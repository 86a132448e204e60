/*!
Formulas in conjunctive normal form, aka. collections of clauses, interpreted as the conjunction of those clauses.

The canonical representation of a formula is a sorted vector of distinct, non-tautological clauses, fixed at construction.
As tautological clauses are true on every valuation, dropping them preserves the formula, and in particular a tautology given in clausal form canonicalises to the formula with zero clauses.

Canonical form makes equality of formulas structural:

```rust
# use entrench::structures::expression::Expr;
# use entrench::backend::{Backend, CanonicalBackend};
let backend = CanonicalBackend::default();

let a = "p -> q".parse::<Expr>().unwrap();
let b = "~q -> ~p".parse::<Expr>().unwrap();

assert_eq!(backend.normalize(&a), backend.normalize(&b));
```
*/

use crate::structures::{clause::Clause, expression::Expr, literal::Literal};

/// A sorted vector of distinct, non-tautological clauses, interpreted as their conjunction.
#[derive(Clone, Debug, PartialEq, Eq, PartialOrd, Ord, Hash)]
pub struct Formula {
    /// The clauses of the formula, sorted, without duplicates or tautologies.
    clauses: Vec<Clause>,
}

impl Formula {
    /// The formula with zero clauses, true on any valuation.
    pub fn verum() -> Self {
        Formula { clauses: vec![] }
    }

    /// A formula over the given clauses, sorted, with duplicate and tautological clauses dropped.
    pub fn from_clauses(mut clauses: Vec<Clause>) -> Self {
        clauses.retain(|clause| !clause.is_tautological());
        clauses.sort_unstable();
        clauses.dedup();
        Formula { clauses }
    }

    /// An iterator over the clauses of the formula, in sorted order.
    pub fn conjuncts(&self) -> impl Iterator<Item = &Clause> {
        self.clauses.iter()
    }

    /// The number of clauses in the formula.
    pub fn len(&self) -> usize {
        self.clauses.len()
    }

    /// Whether the formula has zero clauses, and so is true on any valuation.
    pub fn is_verum(&self) -> bool {
        self.clauses.is_empty()
    }

    /// Whether some clause of the formula is the empty clause.
    pub fn has_empty_clause(&self) -> bool {
        self.clauses.iter().any(|clause| clause.is_empty())
    }

    /// The canonical form of the negation of the formula.
    ///
    /// The negation of a conjunction of clauses holds iff every way of selecting one literal from each clause selects some false literal.
    /// So, the negation is the conjunction, over selections, of the disjunctions of the negated selected literals.
    pub fn negated(&self) -> Self {
        let mut selections: Vec<Vec<Literal>> = vec![vec![]];
        for clause in &self.clauses {
            let mut extended = Vec::with_capacity(selections.len() * clause.len());
            for selection in &selections {
                for literal in clause.literals() {
                    let mut choice = selection.clone();
                    choice.push(literal.negated());
                    extended.push(choice);
                }
            }
            selections = extended;
        }
        Formula::from_clauses(selections.into_iter().map(Clause::from_literals).collect())
    }

    /// The formula rebuilt as an expression, clause by clause.
    pub fn as_expr(&self) -> Expr {
        let mut conjuncts = self.clauses.iter().map(|clause| {
            let mut disjuncts = clause.literals().map(|literal| {
                let atom = Expr::Atom(literal.atom().to_owned());
                match literal.polarity() {
                    true => atom,
                    false => !atom,
                }
            });
            match disjuncts.next() {
                None => Expr::False,
                Some(first) => disjuncts.fold(first, |disjunction, next| disjunction | next),
            }
        });
        match conjuncts.next() {
            None => Expr::True,
            Some(first) => conjuncts.fold(first, |conjunction, next| conjunction & next),
        }
    }
}

impl std::fmt::Display for Formula {
    fn fmt(&self, f: &mut std::fmt::Formatter<'_>) -> std::fmt::Result {
        match self.clauses.as_slice() {
            [] => write!(f, "true"),
            [clause] => write!(f, "{clause}"),
            clauses => {
                for (index, clause) in clauses.iter().enumerate() {
                    if index > 0 {
                        write!(f, " & ")?;
                    }
                    match clause.len() {
                        0 | 1 => write!(f, "{clause}")?,
                        _ => write!(f, "({clause})")?,
                    }
                }
                Ok(())
            }
        }
    }
}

Instructions to follow -> For this exercise, write all the records out again exactly.

Expected answer ->
repository 86a132448e204e60
/*!
Formulas in conjunctive normal form, aka. collections of clauses, interpreted as the conjunction of those clauses.

The canonical representation of a formula is a sorted vector of distinct, non-tautological clauses, fixed at construction.
As tautological clauses are true on every valuation, dropping them preserves the formula, and in particular a tautology given in clausal form canonicalises to the formula with zero clauses.

Canonical form makes equality of formulas structural:

```rust
# use entrench::structures::expression::Expr;
# use entrench::backend::{Backend, CanonicalBackend};
let backend = CanonicalBackend::default();

let a = "p -> q".parse::<Expr>().unwrap();
let b = "~q -> ~p".parse::<Expr>().unwrap();

assert_eq!(backend.normalize(&a), backend.normalize(&b));
```
*/

use crate::structures::{clause::Clause, expression::Expr, literal::Literal};

/// A sorted vector of distinct, non-tautological clauses, interpreted as their conjunction.
#[derive(Clone, Debug, PartialEq, Eq, PartialOrd, Ord, Hash)]
pub struct Formula {
    /// The clauses of the formula, sorted, without duplicates or tautologies.
    clauses: Vec<Clause>,
}

impl Formula {
    /// The formula with zero clauses, true on any valuation.
    pub fn verum() -> Self {
        Formula { clauses: vec![] }
    }

    /// A formula over the given clauses, sorted, with duplicate and tautological clauses dropped.
    pub fn from_clauses(mut clauses: Vec<Clause>) -> Self {
        clauses.retain(|clause| !clause.is_tautological());
        clauses.sort_unstable();
        clauses.dedup();
        Formula { clauses }
    }

    /// An iterator over the clauses of the formula, in sorted order.
    pub fn conjuncts(&self) -> impl Iterator<Item = &Clause> {
        self.clauses.iter()
    }

    /// The number of clauses in the formula.
    pub fn len(&self) -> usize {
        self.clauses.len()
    }

    /// Whether the formula has zero clauses, and so is true on any valuation.
    pub fn is_verum(&self) -> bool {
        self.clauses.is_empty()
    }

    /// Whether some clause of the formula is the empty clause.
    pub fn has_empty_clause(&self) -> bool {
        self.clauses.iter().any(|clause| clause.is_empty())
    }

    /// The canonical form of the negation of the formula.
    ///
    /// The negation of a conjunction of clauses holds iff every way of selecting one literal from each clause selects some false literal.
    /// So, the negation is the conjunction, over selections, of the disjunctions of the negated selected literals.
    pub fn negated(&self) -> Self {
        let mut selections: Vec<Vec<Literal>> = vec![vec![]];
        for clause in &self.clauses {
            let mut extended = Vec::with_capacity(selections.len() * clause.len());
            for selection in &selections {
                for literal in clause.literals() {
                    let mut choice = selection.clone();
                    choice.push(literal.negated());
                    extended.push(choice);
                }
            }
            selections = extended;
        }
        Formula::from_clauses(selections.into_iter().map(Clause::from_literals).collect())
    }

    /// The formula rebuilt as an expression, clause by clause.
    pub fn as_expr(&self) -> Expr {
        let mut conjuncts = self.clauses.iter().map(|clause| {
            let mut disjuncts = clause.literals().map(|literal| {
                let atom = Expr::Atom(literal.atom().to_owned());
                match literal.polarity() {
                    true => atom,
                    false => !atom,
                }
            });
            match disjuncts.next() {
                None => Expr::False,
                Some(first) => disjuncts.fold(first, |disjunction, next| disjunction | next),
            }
        });
        match conjuncts.next() {
            None => Expr::True,
            Some(first) => conjuncts.fold(first, |conjunction, next| conjunction & next),
        }
    }
}

impl std::fmt::Display for Formula {
    fn fmt(&self, f: &mut std::fmt::Formatter<'_>) -> std::fmt::Result {
        match self.clauses.as_slice() {
            [] => write!(f, "true"),
            [clause] => write!(f, "{clause}"),
            clauses => {
                for (index, clause) in clauses.iter().enumerate() {
                    if index > 0 {
                        write!(f, " & ")?;
                    }
                    match clause.len() {
                        0 | 1 => write!(f, "{clause}")?,
                        _ => write!(f, "({clause})")?,
                    }
                }
                Ok(())
            }
        }
    }
}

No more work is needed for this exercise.